** Task prompt **
Take the entries below and print all of them exactly, please.

** Records for the exercise **
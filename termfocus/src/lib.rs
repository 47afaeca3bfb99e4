//! `TermFocus` — terminal-native focus dashboard library.

pub mod app;
pub mod config;
pub mod tick;
pub mod ui;
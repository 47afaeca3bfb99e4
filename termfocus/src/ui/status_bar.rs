//! Status bar rendering.

use ratatui::{
    Frame,
    layout::Rect,
    text::{Line, Span},
    widgets::Paragraph,
};

use termfocus_core::format_mm_ss;

use super::theme;
use crate::app::{App, PanelFocus};

/// Render the status bar at the bottom of the screen.
pub fn render(frame: &mut Frame, area: Rect, app: &App) {
    let help_text = match app.focus {
        PanelFocus::Input => "Enter: add task | Tab: switch panel | Esc: quit | ←→: move cursor",
        PanelFocus::Tasks => {
            "Tab: switch panel | ↑↓/jk: navigate | Space: toggle | p: priority | d: delete | f: filter | Esc: quit"
        }
        PanelFocus::Timer => "Tab: switch panel | s: start | r: reset | Esc: quit",
    };

    let (dot_color, timer_text) = if app.timer.is_running() {
        (
            theme::SUCCESS,
            format!("{} focus", format_mm_ss(app.timer.remaining_secs())),
        )
    } else if app.timer.is_expired() {
        (theme::ERROR, "session over".to_string())
    } else {
        (theme::IDLE, "idle".to_string())
    };

    let clock = chrono::Local::now().format("%H:%M").to_string();

    let status_line = Line::from(vec![
        Span::styled("TermFocus v0.1.0", theme::bold()),
        Span::raw(" | "),
        Span::styled("●", theme::normal().fg(dot_color)),
        Span::raw(format!(" {timer_text}")),
        Span::raw(" | "),
        Span::styled(help_text, theme::dimmed()),
        Span::raw(" | "),
        Span::styled(clock, theme::dimmed()),
    ]);

    let paragraph = Paragraph::new(status_line).style(theme::status_bar_bg());
    frame.render_widget(paragraph, area);
}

** Answer space **
filename termfocus/src/lib.rs
repository 47afaeca3bfb99e4
//! `TermFocus` — terminal-native focus dashboard library.

pub mod app;
pub mod config;
pub mod tick;
pub mod ui;
repository 47afaeca3bfb99e4
filename termfocus/src/ui/status_bar.rs
//! Status bar rendering.

use ratatui::{
    Frame,
    layout::Rect,
    text::{Line, Span},
    widgets::Paragraph,
};

use termfocus_core::format_mm_ss;

use super::theme;
use crate::app::{App, PanelFocus};

/// Render the status bar at the bottom of the screen.
pub fn render(frame: &mut Frame, area: Rect, app: &App) {
    let help_text = match app.focus {
        PanelFocus::Input => "Enter: add task | Tab: switch panel | Esc: quit | ←→: move cursor",
        PanelFocus::Tasks => {
            "Tab: switch panel | ↑↓/jk: navigate | Space: toggle | p: priority | d: delete | f: filter | Esc: quit"
        }
        PanelFocus::Timer => "Tab: switch panel | s: start | r: reset | Esc: quit",
    };

    let (dot_color, timer_text) = if app.timer.is_running() {
        (
            theme::SUCCESS,
            format!("{} focus", format_mm_ss(app.timer.remaining_secs())),
        )
    } else if app.timer.is_expired() {
        (theme::ERROR, "session over".to_string())
    } else {
        (theme::IDLE, "idle".to_string())
    };

    let clock = chrono::Local::now().format("%H:%M").to_string();

    let status_line = Line::from(vec![
        Span::styled("TermFocus v0.1.0", theme::bold()),
        Span::raw(" | "),
        Span::styled("●", theme::normal().fg(dot_color)),
        Span::raw(format!(" {timer_text}")),
        Span::raw(" | "),
        Span::styled(help_text, theme::dimmed()),
        Span::raw(" | "),
        Span::styled(clock, theme::dimmed()),
    ]);

    let paragraph = Paragraph::new(status_line).style(theme::status_bar_bg());
    frame.render_widget(paragraph, area);
}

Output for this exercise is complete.